En 1982, Guilhem Fabre et Yves Maurin, deux hydrogéologues s’intéressant aux circulations d’eau souterraines de la can de l’Hospitalet, cherchent à comprendre où donc peut bien passer toute la flotte qui s’engouffre dans l’Aven de Montgros lorsqu’il pleut. Pour résoudre ce genre d’énigme, il existe une procédure simple et éprouvée : le « traçage ». A l’eau qui part pour son voyage souterrain on ajoute un produit facile à détecter, soit un traceur radioactif, soit tout simplement un colorant. La suite est facile à deviner : il suffit de surveiller les sources alentour, soit avec un appareil à mesure la radiactivité, soit juste avec ses yeux : là où apparaît la couleur attendue, là vont les eaux voyageuses.
Un premier traçage est effectué le 1er mars 1982. Nos deux compères injectent dans l’aven un produit coloré extrêmement concentré appelé fluorescéïne. Quelques heures plus tard, voilà que les eaux qui sortent de la grotte de Baume dolente, à 835 m d’altitude dans la vallée du Tarnon, se parent des couleurs attendues. Ce résultat ne surprend guère Guilhem et Yves : dans le coin on se raconte depuis longtemps une vieille histoire. L’aven de Montgros aurait jadis été aménagé en lavogne, dont le fond aurait cédé à la fin du XIXème siècle à l’occasion d’un orage fabuleux.
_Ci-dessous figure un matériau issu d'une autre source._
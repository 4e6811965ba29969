//! Display formatting and coloring rules for quote fields.

/// Direction cue attached to a rendered value. Down renders red, Up renders
/// green, Flat keeps the terminal default.
#[derive(Debug, Clone, Copy, PartialEq, Eq, Default)]
pub enum Tone {
    Down,
    Up,
    #[default]
    Flat,
}

/// Price and price-change use the default decimal rendering; no fixed
/// precision is applied to either.
pub fn format_number(value: f64) -> String {
    value.to_string()
}

/// Change percent is a fraction on the wire; render as a 5-decimal
/// percentage, e.g. 0.012345 -> "1.23450%".
pub fn format_change_percent(change_percent: f64) -> String {
    format!("{:.5}%", change_percent * 100.0)
}

pub fn change_tone(change: f64) -> Tone {
    if change < 0.0 {
        Tone::Down
    } else if change > 0.0 {
        Tone::Up
    } else {
        Tone::Flat
    }
}

/// Tone for the change-percent field. The positive branch is keyed on the
/// absolute change, not the percentage: a positive percentage paired with a
/// non-positive change stays Flat. Inherited behavior, kept as-is.
pub fn change_percent_tone(change: f64, change_percent: f64) -> Tone {
    if change_percent < 0.0 {
        Tone::Down
    } else if change > 0.0 {
        Tone::Up
    } else {
        Tone::Flat
    }
}

#[cfg(test)]
mod tests {
    use super::*;

    #[test]
    fn renders_change_percent_with_five_decimals() {
        assert_eq!(format_change_percent(0.012345), "1.23450%");
        assert_eq!(format_change_percent(-0.01123), "-1.12300%");
        assert_eq!(format_change_percent(0.0), "0.00000%");
    }

    #[test]
    fn renders_numbers_with_default_precision() {
        assert_eq!(format_number(132.05), "132.05");
        assert_eq!(format_number(-1.5), "-1.5");
        assert_eq!(format_number(100.0), "100");
    }

    #[test]
    fn tone_table_matches_inherited_rules() {
        let cases = [
            (-1.0, -0.01, Tone::Down, Tone::Down),
            (1.0, 0.01, Tone::Up, Tone::Up),
            (0.0, 0.0, Tone::Flat, Tone::Flat),
            // Positive percentage with a non-positive change stays Flat.
            (-1.0, 0.02, Tone::Down, Tone::Flat),
            (1.0, -0.01, Tone::Up, Tone::Down),
        ];

        for (change, change_percent, expected_change, expected_percent) in cases {
            assert_eq!(
                change_tone(change),
                expected_change,
                "change tone for ({change}, {change_percent})"
            );
            assert_eq!(
                change_percent_tone(change, change_percent),
                expected_percent,
                "percent tone for ({change}, {change_percent})"
            );
        }
    }
}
Les eaux se seraient engouffrées dans les profondeurs et auraient jailli si fort de Baume Dolente que le bruit s’en serait entendu jusqu’à Montagut. L’affaire est donc entendue : les eaux qui pénètrent dans l’aven de Montgros sortent en versant Atlantique.
25 avril 1982 : il a beaucoup plu ces derniers jours. Nos deux compères effectuent un second traçage dans l’aven de Montgros. Pourquoi ? Je ne sais pas. Soupçonnent-ils quelque chose ? Veulent ils avoir des résultats dans des conditions hydrologiques différentes ? Quelques heures plus tard, de l’eau colorée sort à Baume Dolente, comme la fois précédente. Mais surprise : bientôt il en apparait aussi à la grotte de Tartabisac, dans la vallée Française, au dessus du Gardon. C’est à 3 km de Baume Dolente, à l’opposé exact par rapport à l’aven. Tartabisac est située à 875 mètres d’altitude, 40 mètres de plus que Baume Dolente. Mais surtout, Tartabisac est située sur le versant méditerranéen de la can. Découverte singulière.
Voilà l’explication avancée : sous le plateau il existe un réseau de conduits souterrains reliant les deux grottes. Ces galeries présentent une pente descendante de Tartabisac à Baume Dolente. L’aven de Montgros est situé sur le parcours de ces galeries. Lorsque les pluies sont faibles, l’eau qui y entre coule sans entrave dans le sens naturel de la pente, vers Baume Dolente. Mais en cas de fort débit, les galeries se saturent et n’arrivent plus à évacuer. Le niveau des eaux souterraines monte progressivement jusqu’à refluer dans la direction opposée pour finalement sortir de l’autre côté.
Une même goutte de pluie peut donc connaître un destin absolument, radicalement différent selon les conditions météo… Il y a de quoi faire rêver ! Les gens du coin ne s’en sont d’ailleurs pas privés. Dans les années 50, le docteur Gajac a entendu raconter une drôle d’histoire. Un berger de la can aurait remarqué que les eaux de Montgros sortaient à Baume Dolente. Peut-être avait-il entendu raconter l’histoire de la lavogne détruite par l’orage ? Il décide d’utiliser cette particularité pour faire un peu de profit au détriment de ses patrons, les propriétaires du troupeau qu’il garde sur le plateau. Un jour de pluie il balance une brebis dans l’aven. La pauvre bête est emportée par les eaux et ressort comme il se doit à Baume Dolente. La femme du berger, postée là, le récupère et ils en font bombance. Le patron ne peut guère râler, une bête qui tombe dans un trou, c’est le destin !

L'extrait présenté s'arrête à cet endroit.